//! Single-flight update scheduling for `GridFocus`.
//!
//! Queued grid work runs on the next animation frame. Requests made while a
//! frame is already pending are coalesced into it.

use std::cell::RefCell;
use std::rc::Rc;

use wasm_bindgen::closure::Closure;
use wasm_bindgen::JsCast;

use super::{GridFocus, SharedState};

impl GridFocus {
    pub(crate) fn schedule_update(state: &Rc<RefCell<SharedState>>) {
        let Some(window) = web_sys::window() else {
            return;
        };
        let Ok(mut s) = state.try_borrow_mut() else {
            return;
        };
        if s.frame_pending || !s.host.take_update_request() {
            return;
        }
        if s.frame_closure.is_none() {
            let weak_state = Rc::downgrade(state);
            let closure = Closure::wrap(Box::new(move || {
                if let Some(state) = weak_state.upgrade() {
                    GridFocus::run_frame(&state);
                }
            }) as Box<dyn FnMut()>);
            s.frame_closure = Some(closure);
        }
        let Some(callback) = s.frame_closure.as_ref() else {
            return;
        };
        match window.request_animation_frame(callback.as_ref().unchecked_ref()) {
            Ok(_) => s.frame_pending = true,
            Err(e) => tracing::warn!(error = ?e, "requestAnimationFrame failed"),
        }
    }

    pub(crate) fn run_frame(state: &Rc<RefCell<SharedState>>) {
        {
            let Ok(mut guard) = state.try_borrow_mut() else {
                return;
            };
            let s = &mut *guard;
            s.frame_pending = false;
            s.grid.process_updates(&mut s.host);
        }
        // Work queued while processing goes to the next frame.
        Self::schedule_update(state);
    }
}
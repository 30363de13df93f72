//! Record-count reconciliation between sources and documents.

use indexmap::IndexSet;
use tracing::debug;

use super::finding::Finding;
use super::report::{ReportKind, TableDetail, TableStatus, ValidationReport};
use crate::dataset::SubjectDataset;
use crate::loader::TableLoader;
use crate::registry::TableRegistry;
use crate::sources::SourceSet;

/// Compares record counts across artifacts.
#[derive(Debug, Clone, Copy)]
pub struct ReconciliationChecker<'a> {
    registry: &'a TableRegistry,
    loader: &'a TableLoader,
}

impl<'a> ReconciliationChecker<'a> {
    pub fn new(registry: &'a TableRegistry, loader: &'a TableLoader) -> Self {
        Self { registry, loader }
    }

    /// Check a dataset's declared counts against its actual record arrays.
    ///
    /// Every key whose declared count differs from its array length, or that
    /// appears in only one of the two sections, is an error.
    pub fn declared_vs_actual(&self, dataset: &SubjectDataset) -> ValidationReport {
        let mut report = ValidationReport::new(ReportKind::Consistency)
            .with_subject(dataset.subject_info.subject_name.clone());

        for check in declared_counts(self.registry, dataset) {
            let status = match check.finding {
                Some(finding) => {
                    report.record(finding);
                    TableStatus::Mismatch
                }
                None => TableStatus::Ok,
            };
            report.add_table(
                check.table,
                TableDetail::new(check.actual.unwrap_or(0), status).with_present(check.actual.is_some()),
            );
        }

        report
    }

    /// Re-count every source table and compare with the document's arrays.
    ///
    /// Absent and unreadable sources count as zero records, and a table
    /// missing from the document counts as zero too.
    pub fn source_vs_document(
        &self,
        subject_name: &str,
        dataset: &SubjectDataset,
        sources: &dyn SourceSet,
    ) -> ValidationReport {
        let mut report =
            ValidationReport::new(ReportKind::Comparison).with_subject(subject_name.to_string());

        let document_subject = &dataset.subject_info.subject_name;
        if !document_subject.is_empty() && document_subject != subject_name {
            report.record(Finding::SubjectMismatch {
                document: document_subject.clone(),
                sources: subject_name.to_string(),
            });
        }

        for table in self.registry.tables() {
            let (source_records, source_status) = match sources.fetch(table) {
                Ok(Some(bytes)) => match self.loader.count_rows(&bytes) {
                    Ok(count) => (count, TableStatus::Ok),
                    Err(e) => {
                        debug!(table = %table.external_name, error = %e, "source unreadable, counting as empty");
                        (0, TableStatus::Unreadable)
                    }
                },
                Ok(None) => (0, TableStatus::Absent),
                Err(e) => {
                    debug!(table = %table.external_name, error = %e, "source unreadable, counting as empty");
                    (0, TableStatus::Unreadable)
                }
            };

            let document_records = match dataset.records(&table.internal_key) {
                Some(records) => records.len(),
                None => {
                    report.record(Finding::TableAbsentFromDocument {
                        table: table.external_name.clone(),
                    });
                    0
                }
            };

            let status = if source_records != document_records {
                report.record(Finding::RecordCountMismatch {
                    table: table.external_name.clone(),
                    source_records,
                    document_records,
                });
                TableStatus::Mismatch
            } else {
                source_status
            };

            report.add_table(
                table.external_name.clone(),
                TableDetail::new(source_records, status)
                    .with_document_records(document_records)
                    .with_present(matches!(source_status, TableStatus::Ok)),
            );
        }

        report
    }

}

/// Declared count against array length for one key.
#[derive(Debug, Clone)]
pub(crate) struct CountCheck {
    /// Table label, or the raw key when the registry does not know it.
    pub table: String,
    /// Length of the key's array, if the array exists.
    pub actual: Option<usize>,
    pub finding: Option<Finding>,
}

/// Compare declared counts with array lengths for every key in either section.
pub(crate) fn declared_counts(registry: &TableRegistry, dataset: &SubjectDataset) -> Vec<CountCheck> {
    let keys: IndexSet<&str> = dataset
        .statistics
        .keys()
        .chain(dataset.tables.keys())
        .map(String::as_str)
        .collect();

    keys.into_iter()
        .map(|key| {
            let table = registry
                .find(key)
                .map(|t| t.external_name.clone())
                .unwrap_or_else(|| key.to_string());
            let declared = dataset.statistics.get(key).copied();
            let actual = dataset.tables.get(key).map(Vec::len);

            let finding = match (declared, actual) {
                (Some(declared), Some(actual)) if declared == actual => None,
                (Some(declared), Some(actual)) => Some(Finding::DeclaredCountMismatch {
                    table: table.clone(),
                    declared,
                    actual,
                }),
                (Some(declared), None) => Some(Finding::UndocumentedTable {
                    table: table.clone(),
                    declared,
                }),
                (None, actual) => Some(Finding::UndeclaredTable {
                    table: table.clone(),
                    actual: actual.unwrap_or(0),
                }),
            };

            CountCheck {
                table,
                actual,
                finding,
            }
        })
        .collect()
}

+===+

What this task involves: Wherever the word "loader" appears in the listing above, copy the whole line.

Response:
use crate::loader::TableLoader;
    loader: &'a TableLoader,
    pub fn new(registry: &'a TableRegistry, loader: &'a TableLoader) -> Self {
        Self { registry, loader }
                Ok(Some(bytes)) => match self.loader.count_rows(&bytes) {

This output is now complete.